[Saved entries]

• • • • •

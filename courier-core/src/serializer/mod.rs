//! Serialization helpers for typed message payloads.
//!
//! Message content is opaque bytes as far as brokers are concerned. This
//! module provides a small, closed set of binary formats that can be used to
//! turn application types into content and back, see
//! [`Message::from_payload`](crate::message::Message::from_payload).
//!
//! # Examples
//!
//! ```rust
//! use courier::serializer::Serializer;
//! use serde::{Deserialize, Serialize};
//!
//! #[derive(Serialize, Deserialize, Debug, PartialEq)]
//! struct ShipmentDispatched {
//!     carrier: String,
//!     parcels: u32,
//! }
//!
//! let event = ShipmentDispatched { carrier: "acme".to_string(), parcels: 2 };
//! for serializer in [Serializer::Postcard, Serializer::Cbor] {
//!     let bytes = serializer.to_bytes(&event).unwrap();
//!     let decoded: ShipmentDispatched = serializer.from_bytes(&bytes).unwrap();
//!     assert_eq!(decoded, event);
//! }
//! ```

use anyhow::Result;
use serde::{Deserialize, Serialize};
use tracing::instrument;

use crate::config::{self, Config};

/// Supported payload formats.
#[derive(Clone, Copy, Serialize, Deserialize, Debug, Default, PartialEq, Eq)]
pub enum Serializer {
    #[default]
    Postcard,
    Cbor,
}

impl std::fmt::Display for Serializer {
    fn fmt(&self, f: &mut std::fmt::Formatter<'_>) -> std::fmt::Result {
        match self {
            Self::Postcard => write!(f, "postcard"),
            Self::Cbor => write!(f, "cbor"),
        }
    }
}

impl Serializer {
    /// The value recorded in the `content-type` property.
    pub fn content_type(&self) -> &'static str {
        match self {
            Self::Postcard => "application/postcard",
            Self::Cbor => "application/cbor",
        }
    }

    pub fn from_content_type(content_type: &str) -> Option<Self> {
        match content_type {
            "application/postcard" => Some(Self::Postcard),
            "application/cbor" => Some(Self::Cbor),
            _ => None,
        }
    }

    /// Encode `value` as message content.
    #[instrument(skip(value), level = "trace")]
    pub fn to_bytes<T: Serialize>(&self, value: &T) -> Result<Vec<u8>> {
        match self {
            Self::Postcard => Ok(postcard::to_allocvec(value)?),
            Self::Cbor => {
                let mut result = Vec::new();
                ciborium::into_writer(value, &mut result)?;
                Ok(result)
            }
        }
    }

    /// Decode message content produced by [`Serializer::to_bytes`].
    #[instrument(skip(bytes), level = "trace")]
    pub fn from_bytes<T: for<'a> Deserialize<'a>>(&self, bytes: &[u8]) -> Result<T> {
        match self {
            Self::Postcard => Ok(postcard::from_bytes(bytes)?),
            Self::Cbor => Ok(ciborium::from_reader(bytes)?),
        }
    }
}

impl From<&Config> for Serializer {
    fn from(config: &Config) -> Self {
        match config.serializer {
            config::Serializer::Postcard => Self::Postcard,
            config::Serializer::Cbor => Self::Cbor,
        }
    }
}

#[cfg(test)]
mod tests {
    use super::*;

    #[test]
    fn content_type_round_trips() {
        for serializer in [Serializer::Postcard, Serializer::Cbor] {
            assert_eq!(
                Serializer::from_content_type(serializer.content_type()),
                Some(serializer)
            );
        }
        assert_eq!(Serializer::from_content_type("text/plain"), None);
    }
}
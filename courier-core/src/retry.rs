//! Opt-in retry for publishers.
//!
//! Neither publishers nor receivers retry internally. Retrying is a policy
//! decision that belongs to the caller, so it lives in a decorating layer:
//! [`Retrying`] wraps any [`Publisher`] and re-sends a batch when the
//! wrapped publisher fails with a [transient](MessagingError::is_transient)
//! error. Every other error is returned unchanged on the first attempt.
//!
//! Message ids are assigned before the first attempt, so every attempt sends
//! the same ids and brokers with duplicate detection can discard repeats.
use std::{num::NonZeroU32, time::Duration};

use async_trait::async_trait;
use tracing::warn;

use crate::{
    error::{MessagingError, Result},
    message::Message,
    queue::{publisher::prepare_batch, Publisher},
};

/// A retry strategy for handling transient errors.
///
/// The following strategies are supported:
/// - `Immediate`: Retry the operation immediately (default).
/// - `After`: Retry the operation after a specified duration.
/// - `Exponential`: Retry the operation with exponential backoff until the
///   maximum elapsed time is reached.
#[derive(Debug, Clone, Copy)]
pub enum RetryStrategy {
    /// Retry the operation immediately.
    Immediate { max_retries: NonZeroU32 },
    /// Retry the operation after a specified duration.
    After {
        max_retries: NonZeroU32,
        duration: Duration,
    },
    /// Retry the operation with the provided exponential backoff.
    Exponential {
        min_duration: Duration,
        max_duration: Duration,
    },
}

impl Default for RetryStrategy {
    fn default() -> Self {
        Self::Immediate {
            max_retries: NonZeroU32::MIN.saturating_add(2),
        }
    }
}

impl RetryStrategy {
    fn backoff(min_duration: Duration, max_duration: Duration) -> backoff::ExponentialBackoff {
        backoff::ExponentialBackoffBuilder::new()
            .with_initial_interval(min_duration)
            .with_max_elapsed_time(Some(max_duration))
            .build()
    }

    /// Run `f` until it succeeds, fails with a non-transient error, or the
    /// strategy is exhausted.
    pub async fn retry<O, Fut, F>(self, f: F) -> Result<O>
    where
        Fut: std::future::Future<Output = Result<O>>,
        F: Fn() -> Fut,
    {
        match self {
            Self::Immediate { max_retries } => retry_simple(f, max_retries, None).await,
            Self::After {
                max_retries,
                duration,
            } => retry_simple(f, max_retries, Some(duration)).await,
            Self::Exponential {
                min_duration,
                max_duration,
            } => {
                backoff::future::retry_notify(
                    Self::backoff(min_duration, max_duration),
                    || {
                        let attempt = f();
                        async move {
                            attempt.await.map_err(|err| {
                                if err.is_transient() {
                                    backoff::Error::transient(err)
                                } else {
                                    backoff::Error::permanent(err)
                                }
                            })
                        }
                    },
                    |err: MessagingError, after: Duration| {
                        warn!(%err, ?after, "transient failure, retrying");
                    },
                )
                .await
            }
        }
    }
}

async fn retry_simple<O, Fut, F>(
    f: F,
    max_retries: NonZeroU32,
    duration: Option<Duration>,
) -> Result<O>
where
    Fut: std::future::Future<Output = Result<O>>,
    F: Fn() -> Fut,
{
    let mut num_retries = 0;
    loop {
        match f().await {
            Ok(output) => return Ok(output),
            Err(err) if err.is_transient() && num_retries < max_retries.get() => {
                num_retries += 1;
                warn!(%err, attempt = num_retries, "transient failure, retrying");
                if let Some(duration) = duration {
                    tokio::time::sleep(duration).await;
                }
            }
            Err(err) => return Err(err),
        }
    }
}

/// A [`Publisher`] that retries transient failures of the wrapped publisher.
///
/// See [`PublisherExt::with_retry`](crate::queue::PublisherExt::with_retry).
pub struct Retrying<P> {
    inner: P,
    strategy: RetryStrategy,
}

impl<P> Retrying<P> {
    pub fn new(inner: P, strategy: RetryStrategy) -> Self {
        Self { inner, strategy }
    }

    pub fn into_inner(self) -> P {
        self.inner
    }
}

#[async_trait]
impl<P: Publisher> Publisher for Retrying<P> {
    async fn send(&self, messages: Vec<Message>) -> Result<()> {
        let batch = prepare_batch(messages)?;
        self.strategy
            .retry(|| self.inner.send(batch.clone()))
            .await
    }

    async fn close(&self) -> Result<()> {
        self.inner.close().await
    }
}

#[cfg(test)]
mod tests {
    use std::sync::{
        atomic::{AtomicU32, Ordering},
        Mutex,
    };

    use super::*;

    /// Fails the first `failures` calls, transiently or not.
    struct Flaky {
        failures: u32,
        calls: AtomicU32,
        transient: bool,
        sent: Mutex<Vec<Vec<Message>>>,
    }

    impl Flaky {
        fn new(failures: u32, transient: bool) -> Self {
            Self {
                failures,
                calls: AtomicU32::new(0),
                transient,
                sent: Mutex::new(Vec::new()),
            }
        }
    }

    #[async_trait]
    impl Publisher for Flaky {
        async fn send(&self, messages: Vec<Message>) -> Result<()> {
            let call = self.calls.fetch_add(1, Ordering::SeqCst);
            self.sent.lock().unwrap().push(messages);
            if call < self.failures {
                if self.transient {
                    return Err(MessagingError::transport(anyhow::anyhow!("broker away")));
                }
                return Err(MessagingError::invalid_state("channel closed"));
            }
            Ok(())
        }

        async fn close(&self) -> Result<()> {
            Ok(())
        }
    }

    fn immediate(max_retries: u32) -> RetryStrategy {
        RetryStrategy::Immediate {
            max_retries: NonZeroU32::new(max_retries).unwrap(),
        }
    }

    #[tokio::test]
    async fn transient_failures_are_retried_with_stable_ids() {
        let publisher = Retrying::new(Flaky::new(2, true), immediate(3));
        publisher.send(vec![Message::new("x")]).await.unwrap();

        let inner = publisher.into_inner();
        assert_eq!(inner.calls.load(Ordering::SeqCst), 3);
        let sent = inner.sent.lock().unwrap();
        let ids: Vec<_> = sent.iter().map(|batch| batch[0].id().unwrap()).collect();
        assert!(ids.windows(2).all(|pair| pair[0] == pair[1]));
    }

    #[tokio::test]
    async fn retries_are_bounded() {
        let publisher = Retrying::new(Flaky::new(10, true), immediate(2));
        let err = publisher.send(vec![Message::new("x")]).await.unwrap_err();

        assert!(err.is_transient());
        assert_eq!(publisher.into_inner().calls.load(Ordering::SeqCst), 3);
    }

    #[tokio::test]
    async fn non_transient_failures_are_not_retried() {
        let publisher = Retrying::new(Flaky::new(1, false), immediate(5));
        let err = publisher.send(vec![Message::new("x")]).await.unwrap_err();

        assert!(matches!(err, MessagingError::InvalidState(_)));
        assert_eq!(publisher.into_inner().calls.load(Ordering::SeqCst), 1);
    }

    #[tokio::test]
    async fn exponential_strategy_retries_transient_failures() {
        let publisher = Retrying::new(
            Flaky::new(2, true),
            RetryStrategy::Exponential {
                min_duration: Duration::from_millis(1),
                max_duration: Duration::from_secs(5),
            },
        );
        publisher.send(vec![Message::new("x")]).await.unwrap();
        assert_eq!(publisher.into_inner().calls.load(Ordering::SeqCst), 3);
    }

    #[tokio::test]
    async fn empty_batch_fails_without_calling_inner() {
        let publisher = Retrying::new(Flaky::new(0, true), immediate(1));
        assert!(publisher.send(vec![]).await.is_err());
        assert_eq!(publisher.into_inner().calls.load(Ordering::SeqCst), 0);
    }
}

• • • • •

- ACTIVITY
Find how many lines in the entries above have the string "Debug" and report only that number.

- REPLY
3